* What you need to do
Please repeat the lines below exactly. Begin with the line containing "use tokio::task::JoinHandle;" and go on through the line containing "ticker.tick().await;".

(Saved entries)
——————
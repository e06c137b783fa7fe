//! Registry implementations.

mod inmemory;

pub use inmemory::InMemoryRoomRegistry;
//! UseCase: 参加者接続処理
//!
//! 接続のアドレッシング情報（ルームコードと任意の表示名）からルームを
//! 解決し、participant id を採番して live 参加者としてテーブルに登録する。
//! ルーム解決は決して失敗しない（不正なコードはグローバルルームに
//! フォールバックする）。

use std::sync::Arc;

use crate::domain::{
    BoredomLevel, DisplayName, Participant, ParticipantId, ParticipantIdFactory, PusherChannel,
    RoomCode, RoomName, RoomRegistry, RoomStats, SessionKey, StatsPusher, compute_stats,
};

use super::error::JoinError;

/// 接続直後のセッション情報。welcome メッセージの材料になる。
#[derive(Debug, Clone, PartialEq)]
pub struct JoinedSession {
    pub participant_id: ParticipantId,
    pub room_code: RoomCode,
    pub room_name: RoomName,
    /// 参加者自身の初期値
    pub boredom: BoredomLevel,
    /// 参加者自身を含む、参加時点のルーム統計
    pub stats: RoomStats,
}

impl JoinedSession {
    pub fn session_key(&self) -> SessionKey {
        SessionKey::new(self.room_code.clone(), self.participant_id.clone())
    }
}

/// 参加者接続のユースケース
pub struct JoinRoomUseCase {
    /// Registry（ルーム管理の抽象化）
    registry: Arc<dyn RoomRegistry>,
    /// StatsPusher（メッセージ配信の抽象化）
    pusher: Arc<dyn StatsPusher>,
}

impl JoinRoomUseCase {
    /// 新しい JoinRoomUseCase を作成
    pub fn new(registry: Arc<dyn RoomRegistry>, pusher: Arc<dyn StatsPusher>) -> Self {
        Self { registry, pusher }
    }

    /// 参加者接続を実行
    ///
    /// # Arguments
    ///
    /// * `requested_room` - 接続パラメータで要求されたルーム識別子
    /// * `requested_name` - 接続パラメータで要求された表示名
    /// * `sender` - この接続へのメッセージ送信用チャンネル
    ///
    /// # Returns
    ///
    /// * `Ok(JoinedSession)` - 接続成功（welcome メッセージの材料）
    /// * `Err(JoinError)` - 解決したルームが参加完了前に消えた場合のみ
    pub async fn execute(
        &self,
        requested_room: Option<&str>,
        requested_name: Option<&str>,
        sender: PusherChannel,
    ) -> Result<JoinedSession, JoinError> {
        // 1. ルーム解決（found / auto-create / global fallback）
        let summary = self.registry.resolve_room_for_join(requested_room).await;

        // 2. participant id を採番
        let participant_id = ParticipantIdFactory::generate();

        // 3. 表示名の解決（空文字は未設定扱い）
        let display_name = requested_name.and_then(|raw| DisplayName::new(raw).ok());

        // 4. live 参加者としてテーブルに登録（初期値は中立値）
        let participant = Participant::live(participant_id.clone(), display_name);
        let boredom = participant.boredom;
        self.registry
            .add_participant(&summary.code, participant)
            .await
            .map_err(|_| JoinError::RoomUnavailable(summary.code.as_str().to_string()))?;

        // 5. StatsPusher に送信チャンネルを登録
        let key = SessionKey::new(summary.code.clone(), participant_id.clone());
        self.pusher.register(key, sender).await;

        // 6. 参加者自身を含む統計のスナップショットを取得
        let room = self
            .registry
            .get_room(&summary.code)
            .await
            .ok_or_else(|| JoinError::RoomUnavailable(summary.code.as_str().to_string()))?;
        let stats = compute_stats(&room);

        tracing::info!(
            "Participant {} joined room {} ('{}')",
            participant_id,
            summary.code,
            summary.name
        );

        Ok(JoinedSession {
            participant_id,
            room_code: summary.code,
            room_name: summary.name,
            boredom,
            stats,
        })
    }
}
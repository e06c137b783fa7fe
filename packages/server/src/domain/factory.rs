//! Identifier factories backed by OS-level randomness.
//!
//! The factories only guarantee well-formed output; collision handling (to
//! the extent it matters at all for a 16.7M code space) is the registry's
//! concern.

use rand::RngCore;
use rand::rngs::OsRng;

use super::value_object::{ParticipantId, RoomCode};

/// Generates 6-character uppercase hex room codes from 3 bytes of entropy.
pub struct RoomCodeFactory;

impl RoomCodeFactory {
    pub fn generate() -> RoomCode {
        let mut bytes = [0u8; 3];
        OsRng.fill_bytes(&mut bytes);
        RoomCode::new(hex::encode(bytes).to_uppercase())
            .expect("3 hex-encoded bytes always form a valid room code")
    }
}

/// Generates 16-character lowercase hex participant ids from 8 bytes of
/// entropy.
pub struct ParticipantIdFactory;

impl ParticipantIdFactory {
    pub fn generate() -> ParticipantId {
        let mut bytes = [0u8; 8];
        OsRng.fill_bytes(&mut bytes);
        ParticipantId::new(hex::encode(bytes))
            .expect("8 hex-encoded bytes always form a valid participant id")
    }
}
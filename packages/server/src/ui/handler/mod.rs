//! Request handlers, grouped by protocol.

pub mod http;
pub mod session;
pub mod websocket;
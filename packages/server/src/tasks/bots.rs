//! Simulated participant drivers.
//!
//! Each automated profile gets its own repeating timer task. A tick applies
//! one drift step to the profile's entry in the global room and triggers a
//! room-wide broadcast. If the entry is missing the tick is skipped; both
//! the room and the entries are seeded at startup and never removed.

use std::sync::Arc;

use tokio::task::JoinHandle;

use crate::domain::{BoredomLevel, BotProfile, Participant, RoomCode, RoomRegistry};
use crate::usecase::BroadcastStatsUseCase;

/// Insert the automated participants into the global room.
///
/// Each bot starts at its target value; the drift keeps it wandering around
/// the target from there.
pub async fn seed_bots(registry: Arc<dyn RoomRegistry>, profiles: &[BotProfile]) {
    for profile in profiles {
        let participant = Participant::bot(
            profile.id.clone(),
            profile.display_name.clone(),
            BoredomLevel::new(profile.target),
        );
        if let Err(e) = registry
            .add_participant(&RoomCode::global(), participant)
            .await
        {
            tracing::error!("Failed to seed bot {}: {}", profile.id, e);
        }
    }
    tracing::info!(
        "Seeded {} automated participant(s) into the global room",
        profiles.len()
    );
}

/// Spawn one driver task per profile. The tasks run until the process exits.
pub fn spawn_bot_drivers(
    registry: Arc<dyn RoomRegistry>,
    broadcast: Arc<BroadcastStatsUseCase>,
    profiles: Vec<BotProfile>,
) -> Vec<JoinHandle<()>> {
    profiles
        .into_iter()
        .map(|profile| {
            let registry = registry.clone();
            let broadcast = broadcast.clone();
            tokio::spawn(async move {
                let room = RoomCode::global();
                let mut ticker = tokio::time::interval(profile.tick_interval);
                loop {
                    ticker.tick().await;

                    // 対称な摂動: (uniform(0,1) - 0.5) * volatility
                    let noise = (rand::random::<f64>() - 0.5) * profile.volatility;
                    let applied = registry
                        .apply_bot_drift(&room, &profile.id, profile.target, noise)
                        .await;

                    if applied {
                        broadcast.execute(&room).await;
                    } else {
                        tracing::debug!(
                            "Bot {} has no entry in the global room, skipping tick",
                            profile.id
                        );
                    }
                }
            })
        })
        .collect()
}
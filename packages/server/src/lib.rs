//! taikutsu room server library.
//!
//! A live "group boredom dial": every participant in a room holds a 0-100
//! value, the server aggregates per room and pushes the result to all live
//! WebSocket connections in that room.

// layers
pub mod domain;
pub mod infrastructure;
pub mod tasks;
pub mod ui;
pub mod usecase;
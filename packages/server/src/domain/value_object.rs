//! Value objects for the boredom domain.
//!
//! Each constructor validates its input so the rest of the application can
//! rely on the invariants (code shape, name length, value range) holding.

use std::fmt;

use super::error::DomainError;

/// Room code: exactly 6 ASCII-alphanumeric characters, matched case-sensitively.
///
/// Generated codes are uppercase hex (see `RoomCodeFactory`), but any
/// 6-character alphanumeric identifier is a well-formed code for join
/// resolution purposes.
#[derive(Debug, Clone, PartialEq, Eq, Hash)]
pub struct RoomCode(String);

impl RoomCode {
    /// Length of every room code, in characters
    pub const LENGTH: usize = 6;

    /// Identifier of the permanent global room
    pub const GLOBAL: &str = "GLOBAL";

    pub fn new(raw: impl Into<String>) -> Result<Self, DomainError> {
        let raw = raw.into();
        if raw.len() == Self::LENGTH && raw.chars().all(|c| c.is_ascii_alphanumeric()) {
            Ok(Self(raw))
        } else {
            Err(DomainError::InvalidRoomCode(raw))
        }
    }

    /// The permanent global room's code
    pub fn global() -> Self {
        Self(Self::GLOBAL.to_string())
    }

    pub fn is_global(&self) -> bool {
        self.0 == Self::GLOBAL
    }

    pub fn as_str(&self) -> &str {
        &self.0
    }

    pub fn into_string(self) -> String {
        self.0
    }
}

impl TryFrom<String> for RoomCode {
    type Error = DomainError;

    fn try_from(raw: String) -> Result<Self, Self::Error> {
        Self::new(raw)
    }
}

impl fmt::Display for RoomCode {
    fn fmt(&self, f: &mut fmt::Formatter<'_>) -> fmt::Result {
        f.write_str(&self.0)
    }
}

/// Room display name. Absent or blank requested names resolve to
/// `"Room <code>"`.
#[derive(Debug, Clone, PartialEq, Eq)]
pub struct RoomName(String);

impl RoomName {
    pub fn new(raw: impl Into<String>) -> Self {
        Self(raw.into())
    }

    /// Resolve the display name for a room: the requested name when present
    /// and non-blank, the code-derived default otherwise.
    pub fn resolve(requested: Option<&str>, code: &RoomCode) -> Self {
        match requested {
            Some(name) if !name.trim().is_empty() => Self(name.to_string()),
            _ => Self(format!("Room {}", code.as_str())),
        }
    }

    pub fn as_str(&self) -> &str {
        &self.0
    }

    pub fn into_string(self) -> String {
        self.0
    }
}

impl fmt::Display for RoomName {
    fn fmt(&self, f: &mut fmt::Formatter<'_>) -> fmt::Result {
        f.write_str(&self.0)
    }
}

/// Participant identifier, unique within one room's participant table.
///
/// Generated ids are 16 lowercase hex characters (see `ParticipantIdFactory`);
/// automated-participant profiles use fixed readable ids like `bot-lurker`.
#[derive(Debug, Clone, PartialEq, Eq, Hash)]
pub struct ParticipantId(String);

impl ParticipantId {
    /// Upper bound on id length, far above anything generated
    pub const MAX_LENGTH: usize = 64;

    pub fn new(raw: impl Into<String>) -> Result<Self, DomainError> {
        let raw = raw.into();
        let well_formed = !raw.is_empty()
            && raw.len() <= Self::MAX_LENGTH
            && raw
                .chars()
                .all(|c| c.is_ascii_alphanumeric() || c == '-' || c == '_');
        if well_formed {
            Ok(Self(raw))
        } else {
            Err(DomainError::InvalidParticipantId(raw))
        }
    }

    pub fn as_str(&self) -> &str {
        &self.0
    }

    pub fn into_string(self) -> String {
        self.0
    }
}

impl fmt::Display for ParticipantId {
    fn fmt(&self, f: &mut fmt::Formatter<'_>) -> fmt::Result {
        f.write_str(&self.0)
    }
}

/// Participant display name: non-empty, truncated to 20 characters.
#[derive(Debug, Clone, PartialEq, Eq)]
pub struct DisplayName(String);

impl DisplayName {
    /// Maximum stored length, in characters
    pub const MAX_CHARS: usize = 20;

    pub fn new(raw: impl Into<String>) -> Result<Self, DomainError> {
        let raw = raw.into();
        if raw.is_empty() {
            return Err(DomainError::EmptyDisplayName);
        }
        Ok(Self(raw.chars().take(Self::MAX_CHARS).collect()))
    }

    pub fn as_str(&self) -> &str {
        &self.0
    }

    pub fn into_string(self) -> String {
        self.0
    }
}

impl fmt::Display for DisplayName {
    fn fmt(&self, f: &mut fmt::Formatter<'_>) -> fmt::Result {
        f.write_str(&self.0)
    }
}

/// Boredom value, clamped to [0, 100].
///
/// Stored as f64 so automated participants can drift in fractional steps;
/// rounding happens only when the value is read for stats output.
#[derive(Debug, Clone, Copy, PartialEq)]
pub struct BoredomLevel(f64);

impl BoredomLevel {
    pub const MIN: f64 = 0.0;
    pub const MAX: f64 = 100.0;

    /// Clamp an arbitrary value into range, keeping fractional precision
    pub fn new(raw: f64) -> Self {
        Self(raw.clamp(Self::MIN, Self::MAX))
    }

    /// Clamp-and-round a client-supplied value to an integer in [0, 100]
    pub fn from_client(raw: f64) -> Self {
        Self(raw.round().clamp(Self::MIN, Self::MAX))
    }

    /// Neutral default for freshly joined participants and empty rooms
    pub fn neutral() -> Self {
        Self(50.0)
    }

    pub fn value(&self) -> f64 {
        self.0
    }

    /// The value as reported in stats output
    pub fn rounded(&self) -> u8 {
        self.0.round() as u8
    }
}

/// Unix timestamp in milliseconds
#[derive(Debug, Clone, Copy, PartialEq, Eq, PartialOrd, Ord)]
pub struct Timestamp(i64);

impl Timestamp {
    pub fn new(millis: i64) -> Self {
        Self(millis)
    }

    pub fn value(&self) -> i64 {
        self.0
    }
}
——————
* Reply to the task
use tokio::task::JoinHandle;

use crate::domain::{BoredomLevel, BotProfile, Participant, RoomCode, RoomRegistry};
use crate::usecase::BroadcastStatsUseCase;

/// Insert the automated participants into the global room.
///
/// Each bot starts at its target value; the drift keeps it wandering around
/// the target from there.
pub async fn seed_bots(registry: Arc<dyn RoomRegistry>, profiles: &[BotProfile]) {
    for profile in profiles {
        let participant = Participant::bot(
            profile.id.clone(),
            profile.display_name.clone(),
            BoredomLevel::new(profile.target),
        );
        if let Err(e) = registry
            .add_participant(&RoomCode::global(), participant)
            .await
        {
            tracing::error!("Failed to seed bot {}: {}", profile.id, e);
        }
    }
    tracing::info!(
        "Seeded {} automated participant(s) into the global room",
        profiles.len()
    );
}

/// Spawn one driver task per profile. The tasks run until the process exits.
pub fn spawn_bot_drivers(
    registry: Arc<dyn RoomRegistry>,
    broadcast: Arc<BroadcastStatsUseCase>,
    profiles: Vec<BotProfile>,
) -> Vec<JoinHandle<()>> {
    profiles
        .into_iter()
        .map(|profile| {
            let registry = registry.clone();
            let broadcast = broadcast.clone();
            tokio::spawn(async move {
                let room = RoomCode::global();
                let mut ticker = tokio::time::interval(profile.tick_interval);
                loop {
                    ticker.tick().await;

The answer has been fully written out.